Under some collations it is able to still use a seek and just push the cast
into a residual predicate against the rows matched by the seek (rather than needing to do this for every row in the entire table via a scan) but presumably you aren't using such a collation.
The effect of collation on this is illustrated below. When using the SQL collation you get a scan, for the Windows collation it calls the internal function GetRangeThroughConvert
and is able to convert it into a seek.
CREATE TABLE [dbo].[phone]
(
phone1 VARCHAR(500) COLLATE sql_latin1_general_cp1_ci_as CONSTRAINT uq1 UNIQUE,
phone2 VARCHAR(500) COLLATE latin1_general_ci_as CONSTRAINT uq2 UNIQUE,
);
SELECT phone1 FROM [dbo].[phone] WHERE phone1 = N'5554474477';
SELECT phone2 FROM [dbo].[phone] WHERE phone2 = N'5554474477';
The SHOWPLAN_TEXT
is below
Query 1
|--Index Scan(OBJECT:([tempdb].[dbo].[phone].[uq1]), WHERE:(CONVERT_IMPLICIT(nvarchar(500),[tempdb].[dbo].[phone].[phone1],0)=CONVERT_IMPLICIT(nvarchar(4000),[@1],0)))
Query 2
|--Nested Loops(Inner Join, OUTER REFERENCES:([Expr1005], [Expr1006], [Expr1004]))
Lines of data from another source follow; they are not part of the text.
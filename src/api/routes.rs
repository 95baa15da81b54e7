use std::collections::BTreeMap;
use std::sync::Arc;

use axum::{extract::State, routing::get, Json, Router};
use serde::Serialize;

use crate::api::health::{HealthState, LoopHealth};
use crate::api::latency::LatencyStats;
use crate::error::AppError;
use crate::queue::{QueueAttributes, QueueClient, QueueName};

#[derive(Clone)]
pub struct ApiState {
    pub pool: sqlx::SqlitePool,
    pub queue: QueueClient,
    pub health: Arc<HealthState>,
    pub latency: Arc<LatencyStats>,
}

pub fn router(state: ApiState) -> Router {
    Router::new()
        .route("/health", get(get_health))
        .route("/queues", get(get_queues))
        .route("/stats/latency", get(get_stats_latency))
        .with_state(state)
}

// ---------------------------------------------------------------------------
// Response types
// ---------------------------------------------------------------------------

#[derive(Serialize)]
pub struct HealthResponse {
    /// "ok" when the database answers, "degraded" otherwise.
    pub status: &'static str,
    pub database: bool,
    pub messages_processed: u64,
    pub messages_failed: u64,
    pub loops: BTreeMap<String, LoopHealth>,
}

#[derive(Serialize)]
pub struct LatencyResponse {
    pub samples: u64,
    pub p50_ms: Option<f64>,
    pub p95_ms: Option<f64>,
    pub p99_ms: Option<f64>,
}

// ---------------------------------------------------------------------------
// Handlers
// ---------------------------------------------------------------------------

async fn get_health(State(state): State<ApiState>) -> Json<HealthResponse> {
    let database = sqlx::query("SELECT 1").execute(&state.pool).await.is_ok();
    Json(HealthResponse {
        status: if database { "ok" } else { "degraded" },
        database,
        messages_processed: state.health.processed(),
        messages_failed: state.health.failed(),
        loops: state.health.loops(),
    })
}

async fn get_queues(
    State(state): State<ApiState>,
) -> Result<Json<BTreeMap<String, QueueAttributes>>, AppError> {
    let mut queues = BTreeMap::new();
    for queue in QueueName::ALL {
        let attributes = state.queue.attributes(queue).await?;
        queues.insert(state.queue.name(queue), attributes);
    }
    Ok(Json(queues))
}

async fn get_stats_latency(State(state): State<ApiState>) -> Json<LatencyResponse> {
    let latency = state.latency.snapshot();
    let ms = |us: Option<u64>| us.map(|v| v as f64 / 1_000.0);
    Json(LatencyResponse {
        samples: latency.samples,
        p50_ms: ms(latency.p50_us),
        p95_ms: ms(latency.p95_us),
        p99_ms: ms(latency.p99_us),
    })
}

#[cfg(test)]
mod tests {
    use super::*;
    use crate::config::QueueConfig;
    use crate::db::test_pool;
    use crate::queue::SqliteQueue;
    use axum::body::{to_bytes, Body};
    use axum::http::{Request, StatusCode};
    use serde_json::Value;
    use std::time::Duration;
    use tower::ServiceExt;

    async fn state() -> ApiState {
        let pool = test_pool().await;
        let queue = QueueClient::new(
            Arc::new(SqliteQueue::new(pool.clone(), Duration::from_secs(3600))),
            QueueConfig {
                prefix: "api".to_string(),
                ..QueueConfig::default()
            },
        );
        ApiState {
            pool,
            queue,
            health: Arc::new(HealthState::new()),
            latency: Arc::new(LatencyStats::new().unwrap()),
        }
    }

    async fn get_json(app: Router, uri: &str) -> (StatusCode, Value) {
        let response = app
            .oneshot(Request::builder().uri(uri).body(Body::empty()).unwrap())
            .await
            .unwrap();
        let status = response.status();
        let bytes = to_bytes(response.into_body(), usize::MAX).await.unwrap();
        (status, serde_json::from_slice(&bytes).unwrap())
    }

    #[tokio::test]
    async fn health_reports_database_and_loops() {
        let state = state().await;
        state.health.record_poll("api-match-requests");
        state.health.record_processed("api-match-requests");

        let (status, body) = get_json(router(state), "/health").await;

        assert_eq!(status, StatusCode::OK);
        assert_eq!(body["status"], "ok");
        assert_eq!(body["messages_processed"], 1);
        assert_eq!(body["loops"]["api-match-requests"]["processed"], 1);
    }

    #[tokio::test]
    async fn queues_lists_every_queue_with_attributes() {
        let state = state().await;
        state
            .queue
            .send_match_request(serde_json::from_str("{}").unwrap())
            .await
            .unwrap();

        let (status, body) = get_json(router(state), "/queues").await;

        assert_eq!(status, StatusCode::OK);
        assert_eq!(body.as_object().unwrap().len(), QueueName::ALL.len());
        assert_eq!(body["api-match-requests"]["ApproximateNumberOfMessages"], 1);
        assert_eq!(body["api-match-approvals"]["ApproximateNumberOfMessages"], 0);
    }

    #[tokio::test]
    async fn latency_is_null_until_recorded() {
        let state = state().await;
        let (_, body) = get_json(router(state.clone()), "/stats/latency").await;
        assert_eq!(body["samples"], 0);
        assert!(body["p50_ms"].is_null());

        state.latency.record(Duration::from_millis(20));
        let (_, body) = get_json(router(state), "/stats/latency").await;
        assert_eq!(body["samples"], 1);
        let p50 = body["p50_ms"].as_f64().unwrap();
        assert!((19.9..=20.1).contains(&p50), "p50 was {p50}");
    }
}
use chrono::Utc;
use serde_json::json;
use sqlx::SqlitePool;
use tracing::info;

use crate::db::models::BundleRow;
use crate::error::{AppError, Result};
use crate::types::{Bundle, BundleStatus};

#[derive(Clone)]
pub struct BundleRepository {
    pool: SqlitePool,
}

impl BundleRepository {
    pub fn new(pool: SqlitePool) -> Self {
        Self { pool }
    }

    /// Insert a bundle, or on a repeated `bundle_id` refresh only the
    /// presentation and scoring columns. Identity columns and status are
    /// never touched by a conflict, and accepted or rejected rows are left
    /// exactly as reviewed.
    pub async fn upsert(&self, bundle: &Bundle) -> Result<()> {
        let m = &bundle.metrics;
        let now = Utc::now().timestamp_millis();
        let analysis = json!({ "criteria_met": bundle.criteria_met, "warnings": bundle.warnings });

        sqlx::query(
            r#"
            INSERT INTO bundles (
                bundle_id, match_type, bundle_name, bundle_description,
                opportunity_ids, opportunity_count, funder_id,
                cities, countries, regions, primary_sector,
                total_investment, blended_roi, compatibility_score, confidence_level,
                bundle_metrics, criteria, bundling_rationale, status,
                created_at, updated_at
            ) VALUES (?, ?, ?, ?, ?, ?, ?, ?, ?, ?, ?, ?, ?, ?, ?, ?, ?, ?, ?, ?, ?)
            ON CONFLICT(bundle_id) DO UPDATE SET
                bundle_name = excluded.bundle_name,
                bundle_description = excluded.bundle_description,
                cities = excluded.cities,
                compatibility_score = excluded.compatibility_score,
                confidence_level = excluded.confidence_level,
                bundle_metrics = excluded.bundle_metrics,
                criteria = excluded.criteria,
                bundling_rationale = excluded.bundling_rationale,
                updated_at = excluded.updated_at
            WHERE bundles.status NOT IN ('accepted', 'rejected')
            "#,
        )
        .bind(&bundle.bundle_id)
        .bind(bundle.match_type.to_string())
        .bind(&bundle.name)
        .bind(&bundle.description)
        .bind(serde_json::to_string(&bundle.opportunity_ids)?)
        .bind(bundle.opportunity_ids.len() as i64)
        .bind(&bundle.funder_id)
        .bind(serde_json::to_string(&m.cities)?)
        .bind(serde_json::to_string(&m.countries)?)
        .bind(serde_json::to_string(&m.regions)?)
        .bind(&bundle.primary_sector)
        .bind(m.total_investment)
        .bind(m.blended_roi)
        .bind(bundle.compatibility_score)
        .bind(bundle.confidence_level.to_string())
        .bind(serde_json::to_string(m)?)
        .bind(analysis.to_string())
        .bind(&bundle.rationale)
        .bind(bundle.status.to_string())
        .bind(bundle.created_at.timestamp_millis())
        .bind(now)
        .execute(&self.pool)
        .await?;
        Ok(())
    }

    pub async fn get(&self, bundle_id: &str) -> Result<Option<BundleRow>> {
        let row = sqlx::query_as(
            r#"
            SELECT id, bundle_id, match_type, bundle_name, bundle_description,
                   opportunity_ids, opportunity_count, funder_id, cities, primary_sector,
                   total_investment, blended_roi, compatibility_score, confidence_level,
                   bundle_metrics, criteria, bundling_rationale, status, reviewed_by,
                   created_at, updated_at
            FROM bundles WHERE bundle_id = ?
            "#,
        )
        .bind(bundle_id)
        .fetch_optional(&self.pool)
        .await?;
        Ok(row)
    }

    /// Advance a bundle through proposed -> reviewed -> accepted|rejected.
    /// Re-applying the current status is a no-op so redelivered
    /// status-change messages succeed. Returns the status before the call.
    pub async fn transition_status(
        &self,
        bundle_id: &str,
        next: BundleStatus,
        reviewed_by: Option<&str>,
    ) -> Result<BundleStatus> {
        let current: Option<(String,)> = sqlx::query_as("SELECT status FROM bundles WHERE bundle_id = ?")
            .bind(bundle_id)
            .fetch_optional(&self.pool)
            .await?;
        let Some((current,)) = current else {
            return Err(AppError::Handler(format!("bundle {bundle_id} not found")));
        };
        let current = BundleStatus::parse(&current)
            .ok_or_else(|| AppError::Handler(format!("bundle {bundle_id} has unknown status {current}")))?;

        if current == next {
            return Ok(current);
        }
        if !current.can_transition_to(next) {
            return Err(AppError::InvalidStatusTransition {
                bundle_id: bundle_id.to_string(),
                from: current.to_string(),
                to: next.to_string(),
            });
        }

        // Compare-and-set on the status read above.
        let result = sqlx::query(
            r#"
            UPDATE bundles
            SET status = ?, reviewed_by = COALESCE(?, reviewed_by), updated_at = ?
            WHERE bundle_id = ? AND status = ?
            "#,
        )
        .bind(next.to_string())
        .bind(reviewed_by)
        .bind(Utc::now().timestamp_millis())
        .bind(bundle_id)
        .bind(current.to_string())
        .execute(&self.pool)
        .await?;

        if result.rows_affected() == 0 {
            return Err(AppError::Handler(format!(
                "bundle {bundle_id} changed status concurrently"
            )));
        }
        info!(bundle_id, from = %current, to = %next, "Bundle status changed");
        Ok(current)
    }

    pub async fn delete_older_than(&self, cutoff_ms: i64) -> Result<u64> {
        let result = sqlx::query("DELETE FROM bundles WHERE created_at < ?")
            .bind(cutoff_ms)
            .execute(&self.pool)
            .await?;
        Ok(result.rows_affected())
    }
}

#[cfg(test)]
mod tests {
    use super::*;
    use crate::db::test_pool;
    use crate::types::fixtures;

    #[tokio::test]
    async fn repeated_upsert_keeps_one_row_and_updates_scoring_fields() {
        let pool = test_pool().await;
        let repo = BundleRepository::new(pool.clone());
        let mut bundle = fixtures::bundle("bundle-20260105100000-2opp-abcd1234", 0.82);
        repo.upsert(&bundle).await.unwrap();

        bundle.compatibility_score = 0.91;
        bundle.funder_id = "someone-else".to_string();
        bundle.rationale = "refreshed".to_string();
        repo.upsert(&bundle).await.unwrap();

        let (count,): (i64,) = sqlx::query_as("SELECT COUNT(*) FROM bundles").fetch_one(&pool).await.unwrap();
        assert_eq!(count, 1);
        let row = repo.get(&bundle.bundle_id).await.unwrap().unwrap();
        assert_eq!(row.compatibility_score, 0.91);
        assert_eq!(row.bundling_rationale, "refreshed");
        assert_eq!(row.funder_id, "fund-1");
    }

    #[tokio::test]
    async fn status_moves_forward_and_terminal_is_final() {
        let repo = BundleRepository::new(test_pool().await);
        let bundle = fixtures::bundle("b-1", 0.7);
        repo.upsert(&bundle).await.unwrap();

        let before = repo.transition_status("b-1", BundleStatus::Reviewed, Some("analyst")).await.unwrap();
        assert_eq!(before, BundleStatus::Proposed);
        repo.transition_status("b-1", BundleStatus::Accepted, None).await.unwrap();

        // Redelivered status change.
        assert_eq!(
            repo.transition_status("b-1", BundleStatus::Accepted, None).await.unwrap(),
            BundleStatus::Accepted
        );
        assert!(matches!(
            repo.transition_status("b-1", BundleStatus::Rejected, None).await,
            Err(AppError::InvalidStatusTransition { .. })
        ));

        let row = repo.get("b-1").await.unwrap().unwrap();
        assert_eq!(row.status, "accepted");
        assert_eq!(row.reviewed_by.as_deref(), Some("analyst"));
    }

    #[tokio::test]
    async fn upsert_does_not_reset_status() {
        let repo = BundleRepository::new(test_pool().await);
        let bundle = fixtures::bundle("b-2", 0.7);
        repo.upsert(&bundle).await.unwrap();
        repo.transition_status("b-2", BundleStatus::Rejected, None).await.unwrap();
        repo.upsert(&bundle).await.unwrap();
        assert_eq!(repo.get("b-2").await.unwrap().unwrap().status, "rejected");
    }

    #[tokio::test]
    async fn reviewed_outcome_is_frozen_against_redelivered_upsert() {
        let repo = BundleRepository::new(test_pool().await);
        let mut bundle = fixtures::bundle("b-3", 0.85);
        repo.upsert(&bundle).await.unwrap();
        repo.transition_status("b-3", BundleStatus::Accepted, Some("analyst")).await.unwrap();
        let accepted = repo.get("b-3").await.unwrap().unwrap();

        bundle.compatibility_score = 0.61;
        bundle.confidence_level = crate::types::ConfidenceLevel::Medium;
        bundle.rationale = "rescored on redelivery".to_string();
        repo.upsert(&bundle).await.unwrap();

        let row = repo.get("b-3").await.unwrap().unwrap();
        assert_eq!(row.status, "accepted");
        assert_eq!(row.compatibility_score, 0.85);
        assert_eq!(row.confidence_level, accepted.confidence_level);
        assert_eq!(row.bundling_rationale, accepted.bundling_rationale);
        assert_eq!(row.updated_at, accepted.updated_at);
    }

    #[tokio::test]
    async fn unknown_bundle_is_a_handler_error() {
        let repo = BundleRepository::new(test_pool().await);
        assert!(matches!(
            repo.transition_status("missing", BundleStatus::Reviewed, None).await,
            Err(AppError::Handler(_))
        ));
    }

    #[tokio::test]
    async fn delete_older_than_removes_only_old_rows() {
        let pool = test_pool().await;
        let repo = BundleRepository::new(pool.clone());
        repo.upsert(&fixtures::bundle("old", 0.7)).await.unwrap();
        repo.upsert(&fixtures::bundle("new", 0.7)).await.unwrap();
        sqlx::query("UPDATE bundles SET created_at = 0 WHERE bundle_id = 'old'")
            .execute(&pool)
            .await
            .unwrap();

        assert_eq!(repo.delete_older_than(1).await.unwrap(), 1);
        assert!(repo.get("new").await.unwrap().is_some());
    }
}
|--Compute Scalar(DEFINE:(([Expr1005],[Expr1006],[Expr1004])=GetRangeThroughConvert([@1],[@1],(62))))
| |--Constant Scan
|--Index Seek(OBJECT:([tempdb].[dbo].[phone].[uq2]), SEEK:([tempdb].[dbo].[phone].[phone2] > [Expr1005] AND [tempdb].[dbo].[phone].[phone2] < [Expr1006]), WHERE:(CONVERT_IMPLICIT(nvarchar(500),[tempdb].[dbo].[phone].[phone2],0)=[@1]) ORDERED FORWARD)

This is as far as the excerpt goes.